Delegating realm stuff to this class, Book presenter operations look like these :

private Book getBookFromDC(ViewContract.DialogContract dialogContract,long id)
{
    Book b = new Book();
    b.setId(id);
    b.setAuthor(dialogContract.getAuthor());
    b.setImageUrl(dialogContract.getThumbnail());
    b.setTitle(dialogContract.getTitle());

    return b;
}

public void saveBook(ViewContract.DialogContract dialogContract)
{
    if(hasView())
    {
        String title = dialogContract.getTitle();

        if(title == null || "".equals(title.trim())) {
            viewContract.showMissingTitle();
        }
        else
        {
            BookDao bookDao = new BookDao();
            bookDao.create( getBookFromDC(dialogContract,0));
        }
    }
}

public void deleteBookById(final long id)
{
    BookDao bookDao = new BookDao();
    bookDao.delete(id);
}

public void editBook(final ViewContract.DialogContract dialogContract, final long id)
{
    BookDao bookDao = new BookDao();
    bookDao.update(getBookFromDC(dialogContract, id));
}
Zhuinden commented 7 years ago
public BookDao()
{
    realm = RealmManager.getRealm();
}

This is a bad idea because Realm instances are thread-confined, so while in this current example it would work, but if I had any operations on any background thread, I'd crash out with an IllegalStateException: realm access from incorrect thread.
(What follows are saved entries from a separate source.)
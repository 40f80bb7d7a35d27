//! Proverbs quote command handlers

use anyhow::{anyhow, Context, Result};
use chrono::{Local, NaiveDate};
use rand::rngs::StdRng;
use rand::SeedableRng;

use quotex_core::corpus::CHAPTER_COUNT;
use quotex_core::{Config, Corpus};

use crate::output::Output;

fn load_corpus(config: &Config) -> Result<Corpus> {
    Corpus::load_or_bundled(config.corpus_path.as_deref()).context("Failed to load Proverbs corpus")
}

/// Print the quote of the day
pub fn today(
    config: &Config,
    date: Option<String>,
    seed: Option<u64>,
    output: &Output,
) -> Result<()> {
    let date = match date {
        Some(date) => parse_date(&date)?,
        None => Local::now().date_naive(),
    };
    let mut rng = match seed {
        Some(seed) => StdRng::seed_from_u64(seed),
        None => StdRng::from_entropy(),
    };

    let quote = load_corpus(config)?.daily_quote(date, &mut rng);
    output.print_quote(&quote);
    Ok(())
}

/// Print a whole chapter
pub fn chapter(config: &Config, number: u32, output: &Output) -> Result<()> {
    let corpus = load_corpus(config)?;
    let chapter = corpus
        .chapter(number)
        .ok_or_else(|| anyhow!("Chapter must be between 1 and {}", CHAPTER_COUNT))?;
    output.print_chapter(chapter);
    Ok(())
}

fn parse_date(value: &str) -> Result<NaiveDate> {
    NaiveDate::parse_from_str(value, "%Y-%m-%d")
        .with_context(|| format!("Invalid date '{}', expected YYYY-MM-DD", value))
}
So I'd have to pass the Realm instance into the DAO methods to handle Realm lifecycle externally.

And also BookDao bookDao = new BookDao() not a very good practice, that's what you'd use Dagger2 for (dependency injection, @Inject annotation).

I think I specifically didn't add Dagger into this example because I wanted to keep it simple, though.

aledesc commented 7 years ago

Fine, those are the intricacies I'm not aware of. Neither have I used Dagger, always the Spring DI mechanism. Anyway, good points, but to keep it simple without DI, constructor hast to be used, or get the instance from a factory.

In any case, my point was mainly to add the separation of concerns, to make the example easier to understand for me. Maybe it gets to be easier for others too.

Zhuinden commented 7 years ago

Due to the nature of Realm, separation of concerns by layer is actually surprisingly difficult. For example, RealmRecyclerViewAdapter class clearly belongs in presentation layer, but requires realm-specific collections.

To hide Realm inside the data layer, you need to give up some features Realm provides, namely the lazy-loaded auto-updating proxy objects. And that is out of scope for this example. I have an example for that here.

The original code for this realm-book-example is http://www.androidhive.info/2016/05/android-working-with-realm-database-replacing-sqlite-core-data/, the presenter was added to create at least some semblance of reasonable structure. I didn't feel that adding additional BookRepository class would have improved it for a beginner.

But by default if I wanted to unit test the presenter, I agree, I'd have to do a bit more ripping apart; but that would make the example harder to follow for beginners.